FBN1 is a marker that can be used to screen the expression and progression of breast cancer genes. FBN1 is also a gene that regulates several proteins. FBN1 shRNA has been generated against the open-reading frame of BRCA2 (Aurora-A). It was then added to pBabe/U6 neomycin.

Analyzing the methylation status for the FBN1 gene promoter can help identify cancerous tissues. FBN1 overexpression might indicate early ovarian-cancer recurrences and sensitivity of platinum-based chemotherapy. FBN1's role in ovarian cancer metastasis is still unclear. It could be a biomarker that can help with cancer metastasis.

Marfan syndrome has the FBN1 mutation. This mutation results in a dysfunctional fibrillin protein. The FBN1 gene has been linked to ocular and cardiac problems. Its function in this disease is unclear, but it has been implicated in heart and lung development. It is therefore important to understand how the FBN1 gene regulates the Aurora kinases.
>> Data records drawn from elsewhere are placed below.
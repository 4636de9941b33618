// Chrome DevTools Protocol driver. Attaches to an already running browser
// started with --remote-debugging-port; never launches one.

use std::collections::{HashMap, HashSet};
use std::sync::atomic::{AtomicBool, AtomicU64, Ordering};
use std::sync::Arc;
use std::time::Duration;

use async_trait::async_trait;
use base64::{engine::general_purpose::STANDARD as BASE64, Engine as _};
use futures::{SinkExt, StreamExt};
use parking_lot::Mutex;
use serde_json::{json, Value};
use tokio::sync::{mpsc, oneshot};
use tokio_tungstenite::tungstenite::Message;
use tracing::{debug, trace, warn};

use super::cdp_types::{
    Command, EvaluateResult, Incoming, ScreenshotResult, TargetInfo, VersionInfo, WebSocketFrameReceived,
};
use super::{js_string, BrowserDriver, BrowserPage, BrowserSession, DriverError, DriverResult, FrameHandler};

fn transport(e: impl std::fmt::Display) -> DriverError {
    DriverError::Transport(e.to_string())
}

fn protocol(e: impl std::fmt::Display) -> DriverError {
    DriverError::Protocol(e.to_string())
}

pub struct CdpDriver {
    http: reqwest::Client,
    call_timeout: Duration,
}

impl CdpDriver {
    pub fn new(call_timeout: Duration) -> Self {
        Self { http: reqwest::Client::new(), call_timeout }
    }
}

#[async_trait]
impl BrowserDriver for CdpDriver {
    async fn connect(&self, endpoint: &str) -> DriverResult<Arc<dyn BrowserSession>> {
        let base = endpoint.trim_end_matches('/').to_string();
        let info: VersionInfo = self
            .http
            .get(format!("{base}/json/version"))
            .send()
            .await
            .map_err(transport)?
            .error_for_status()
            .map_err(transport)?
            .json()
            .await
            .map_err(protocol)?;
        debug!(endpoint = %base, browser = %info.browser, "devtools endpoint reachable");

        Ok(Arc::new(CdpSession {
            http: self.http.clone(),
            base,
            call_timeout: self.call_timeout,
            pages: Mutex::new(HashMap::new()),
        }))
    }
}

struct CdpSession {
    http: reqwest::Client,
    base: String,
    call_timeout: Duration,
    // one page object per target id so subscriptions survive re-listing
    pages: Mutex<HashMap<String, Arc<CdpPage>>>,
}

#[async_trait]
impl BrowserSession for CdpSession {
    async fn pages(&self) -> DriverResult<Vec<Arc<dyn BrowserPage>>> {
        let targets: Vec<TargetInfo> = self
            .http
            .get(format!("{}/json/list", self.base))
            .send()
            .await
            .map_err(transport)?
            .json()
            .await
            .map_err(protocol)?;

        let live: HashSet<String> = targets.iter().filter(|t| t.is_page()).map(|t| t.id.clone()).collect();
        let mut known = self.pages.lock();
        known.retain(|id, page| {
            let keep = live.contains(id) && !page.is_closed();
            if !keep {
                page.shared.mark_closed();
            }
            keep
        });

        let mut out: Vec<Arc<dyn BrowserPage>> = Vec::new();
        for target in targets.into_iter().filter(TargetInfo::is_page) {
            if let Some(page) = known.get(&target.id) {
                out.push(page.clone());
                continue;
            }
            // no debugger url means someone else holds the target
            let Some(ws_url) = target.ws_url.clone() else {
                trace!(target = %target.id, "skipping target without debugger url");
                continue;
            };
            let page = Arc::new(CdpPage::new(target.id.clone(), ws_url, self.http.clone(), self.base.clone(), self.call_timeout));
            known.insert(target.id, page.clone());
            out.push(page);
        }
        Ok(out)
    }
}

type Reply = oneshot::Sender<DriverResult<Value>>;

// State the socket reader task shares with the page handle
#[derive(Default)]
struct PageShared {
    pending: Mutex<HashMap<u64, Reply>>,
    handlers: Mutex<Vec<FrameHandler>>,
    closed: AtomicBool,
}

impl PageShared {
    fn mark_closed(&self) {
        self.closed.store(true, Ordering::SeqCst);
        for (_, reply) in self.pending.lock().drain() {
            let _ = reply.send(Err(DriverError::Closed));
        }
    }

    fn dispatch(&self, text: &str) {
        let msg: Incoming = match serde_json::from_str(text) {
            Ok(m) => m,
            Err(e) => {
                trace!(error = %e, "unparseable devtools message");
                return;
            }
        };

        if let Some(id) = msg.id {
            if let Some(reply) = self.pending.lock().remove(&id) {
                let res = match msg.error {
                    Some(err) => Err(DriverError::Protocol(format!("{} ({})", err.message, err.code))),
                    None => Ok(msg.result.unwrap_or(Value::Null)),
                };
                let _ = reply.send(res);
            }
            return;
        }

        match msg.method.as_deref() {
            Some("Network.webSocketFrameReceived") => self.on_frame(msg.params),
            Some("Inspector.detached") | Some("Target.detachedFromTarget") => {
                debug!("devtools target detached");
                self.mark_closed();
            }
            _ => {}
        }
    }

    fn on_frame(&self, params: Value) {
        let Ok(ev) = serde_json::from_value::<WebSocketFrameReceived>(params) else {
            return;
        };
        let bytes = if ev.response.opcode == 2 {
            match BASE64.decode(ev.response.payload_data.as_bytes()) {
                Ok(b) => b,
                Err(_) => return,
            }
        } else {
            ev.response.payload_data.into_bytes()
        };
        // clone out so handlers run without the lock
        let handlers: Vec<FrameHandler> = self.handlers.lock().clone();
        for h in &handlers {
            h(&bytes);
        }
    }
}

pub struct CdpPage {
    id: String,
    ws_url: String,
    http: reqwest::Client,
    base: String,
    call_timeout: Duration,
    writer: tokio::sync::Mutex<Option<mpsc::UnboundedSender<String>>>,
    shared: Arc<PageShared>,
    next_id: AtomicU64,
    network_enabled: AtomicBool,
}

impl CdpPage {
    fn new(id: String, ws_url: String, http: reqwest::Client, base: String, call_timeout: Duration) -> Self {
        Self {
            id,
            ws_url,
            http,
            base,
            call_timeout,
            writer: tokio::sync::Mutex::new(None),
            shared: Arc::new(PageShared::default()),
            next_id: AtomicU64::new(1),
            network_enabled: AtomicBool::new(false),
        }
    }

    // Lazily open the per-target socket and its reader/writer tasks.
    async fn writer(&self) -> DriverResult<mpsc::UnboundedSender<String>> {
        let mut guard = self.writer.lock().await;
        if let Some(tx) = guard.as_ref() {
            if !tx.is_closed() {
                return Ok(tx.clone());
            }
        }
        if self.is_closed() {
            return Err(DriverError::Closed);
        }

        let (stream, _) = tokio_tungstenite::connect_async(self.ws_url.as_str()).await.map_err(transport)?;
        debug!(target = %self.id, "attached to devtools target");
        let (mut sink, mut source) = stream.split();
        let (tx, mut rx) = mpsc::unbounded_channel::<String>();

        tokio::spawn(async move {
            while let Some(text) = rx.recv().await {
                if sink.send(Message::Text(text)).await.is_err() {
                    break;
                }
            }
        });

        let shared = self.shared.clone();
        let target = self.id.clone();
        tokio::spawn(async move {
            while let Some(msg) = source.next().await {
                match msg {
                    Ok(Message::Text(text)) => shared.dispatch(&text),
                    Ok(Message::Close(_)) => break,
                    Ok(_) => {}
                    Err(e) => {
                        warn!(target = %target, error = %e, "devtools socket error");
                        break;
                    }
                }
            }
            shared.mark_closed();
        });

        *guard = Some(tx.clone());
        Ok(tx)
    }

    async fn call(&self, method: &'static str, params: Value) -> DriverResult<Value> {
        if self.is_closed() {
            return Err(DriverError::Closed);
        }
        let tx = self.writer().await?;
        let id = self.next_id.fetch_add(1, Ordering::Relaxed);
        let text = serde_json::to_string(&Command { id, method, params }).map_err(protocol)?;

        let (reply_tx, reply_rx) = oneshot::channel();
        self.shared.pending.lock().insert(id, reply_tx);
        if tx.send(text).is_err() {
            self.shared.pending.lock().remove(&id);
            return Err(DriverError::Closed);
        }

        match tokio::time::timeout(self.call_timeout, reply_rx).await {
            Ok(Ok(res)) => res,
            Ok(Err(_)) => Err(DriverError::Closed),
            Err(_) => {
                self.shared.pending.lock().remove(&id);
                Err(DriverError::Timeout(self.call_timeout, method))
            }
        }
    }
}

#[async_trait]
impl BrowserPage for CdpPage {
    fn id(&self) -> &str {
        &self.id
    }

    fn is_closed(&self) -> bool {
        self.shared.closed.load(Ordering::SeqCst)
    }

    async fn url(&self) -> DriverResult<String> {
        Ok(self.evaluate("() => location.href").await?.as_str().unwrap_or_default().to_string())
    }

    async fn title(&self) -> DriverResult<String> {
        Ok(self.evaluate("() => document.title").await?.as_str().unwrap_or_default().to_string())
    }

    async fn evaluate(&self, script: &str) -> DriverResult<Value> {
        let params = json!({
            "expression": format!("({script})()"),
            "returnByValue": true,
            "awaitPromise": true,
        });
        let raw = self.call("Runtime.evaluate", params).await?;
        let res: EvaluateResult = serde_json::from_value(raw).map_err(protocol)?;
        if let Some(ex) = res.exception {
            return Err(DriverError::Script(ex.message()));
        }
        Ok(res.result.value)
    }

    async fn subscribe_frames(&self, handler: FrameHandler) -> DriverResult<()> {
        self.shared.handlers.lock().push(handler);
        if !self.network_enabled.swap(true, Ordering::SeqCst) {
            if let Err(e) = self.call("Network.enable", json!({})).await {
                self.network_enabled.store(false, Ordering::SeqCst);
                return Err(e);
            }
        }
        Ok(())
    }

    async fn click(&self, selector: &str) -> DriverResult<()> {
        let script = format!(
            "() => {{ const el = document.querySelector({sel}); if (!el) return false; el.click(); return true; }}",
            sel = js_string(selector)
        );
        match self.evaluate(&script).await? {
            Value::Bool(true) => Ok(()),
            _ => Err(DriverError::ElementNotFound(selector.to_string())),
        }
    }

    async fn fill(&self, selector: &str, value: &str) -> DriverResult<()> {
        let script = format!(
            "() => {{ const el = document.querySelector({sel}); if (!el) return false; el.focus(); el.value = {val}; \
             el.dispatchEvent(new Event('input', {{ bubbles: true }})); \
             el.dispatchEvent(new Event('change', {{ bubbles: true }})); return true; }}",
            sel = js_string(selector),
            val = js_string(value)
        );
        match self.evaluate(&script).await? {
            Value::Bool(true) => Ok(()),
            _ => Err(DriverError::ElementNotFound(selector.to_string())),
        }
    }

    async fn screenshot(&self) -> DriverResult<Vec<u8>> {
        let raw = self.call("Page.captureScreenshot", json!({ "format": "png" })).await?;
        let shot: ScreenshotResult = serde_json::from_value(raw).map_err(protocol)?;
        BASE64.decode(shot.data.as_bytes()).map_err(protocol)
    }

    async fn bring_to_front(&self) -> DriverResult<()> {
        self.call("Page.bringToFront", json!({})).await.map(|_| ())
    }

    async fn close(&self) -> DriverResult<()> {
        self.http
            .get(format!("{}/json/close/{}", self.base, self.id))
            .send()
            .await
            .map_err(transport)?;
        self.shared.mark_closed();
        Ok(())
    }
}

#[cfg(test)]
mod tests {
    use super::*;
    use std::sync::atomic::AtomicUsize;

    #[test]
    fn test_dispatch_routes_replies_and_errors() {
        let shared = PageShared::default();
        let (tx1, mut rx1) = oneshot::channel();
        let (tx2, mut rx2) = oneshot::channel();
        shared.pending.lock().insert(1, tx1);
        shared.pending.lock().insert(2, tx2);

        shared.dispatch(r#"{"id":1,"result":{"result":{"value":3}}}"#);
        shared.dispatch(r#"{"id":2,"error":{"code":-32000,"message":"No node"}}"#);

        assert_eq!(rx1.try_recv().unwrap().unwrap(), json!({"result": {"value": 3}}));
        assert!(matches!(rx2.try_recv().unwrap(), Err(DriverError::Protocol(_))));
    }

    #[test]
    fn test_dispatch_decodes_text_and_binary_frames() {
        let shared = PageShared::default();
        let seen = Arc::new(Mutex::new(Vec::<Vec<u8>>::new()));
        let sink = seen.clone();
        shared.handlers.lock().push(Arc::new(move |b: &[u8]| sink.lock().push(b.to_vec())));

        shared.dispatch(r#"{"method":"Network.webSocketFrameReceived","params":{"requestId":"1","timestamp":1.0,"response":{"opcode":1,"mask":false,"payloadData":"42[\"quotes\",[]]"}}}"#);
        let b64 = BASE64.encode(b"\x04hello");
        shared.dispatch(&format!(
            r#"{{"method":"Network.webSocketFrameReceived","params":{{"response":{{"opcode":2,"payloadData":"{b64}"}}}}}}"#
        ));

        let seen = seen.lock();
        assert_eq!(seen[0], br#"42["quotes",[]]"#.to_vec());
        assert_eq!(seen[1], b"\x04hello".to_vec());
    }

    #[test]
    fn test_detach_fails_pending_calls() {
        let shared = PageShared::default();
        let (tx, mut rx) = oneshot::channel();
        shared.pending.lock().insert(7, tx);
        let calls = Arc::new(AtomicUsize::new(0));
        let c = calls.clone();
        shared.handlers.lock().push(Arc::new(move |_: &[u8]| {
            c.fetch_add(1, Ordering::SeqCst);
        }));

        shared.dispatch(r#"{"method":"Inspector.detached","params":{"reason":"target_closed"}}"#);
        assert!(shared.closed.load(Ordering::SeqCst));
        assert_eq!(rx.try_recv().unwrap(), Err(DriverError::Closed));
        assert_eq!(calls.load(Ordering::SeqCst), 0);
    }
}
Regulation of FBN1 expression

FBN1 regulation could play a role at ECM remodeling, which is a process that involves the synthesis elastic fibers. It may also be involved post-translational modifications that regulate the function other ECM proteins. This study provides an overview about the gene and its function. These results suggest that FBN1 is an important regulator for a variety biochemical processes, including arterial thrombosis and aortic dilation.

The translation was inhibited by the knockdown of MFAP4. The knockdown of MFAP4 resulted in an increase of FBN1 and elastin expression, but decreased versican expression. MFAP4 was also involved in the increased expression of elastin and FBN1.

Previous research has indicated that FBN1 is involved with the bioavailability TGFb. An increase in TGFb signaling can be caused by defective FBN1 production, leading to aortic dilatation or aneurysm formation. Losartan was an ACE inhibitor and had no effect on MFS symptoms when it was added to standard b-blocker treatment. However, it is still necessary for patients with MFS to understand the downstream effects from defective FBN1.

Marfan syndrome can also be linked to mutations in FBN1. FBN1, which is a part of the extracellular matrix, is glycosylated. Studies of the glycoproteome of aortic tissue revealed that knockdown of MFAP4 increased FBN1 expression and decreased elastin expression. Further studies are needed in order to identify the mechanism behind the higher expression of FBN1 & MFAP4 by MFS patients.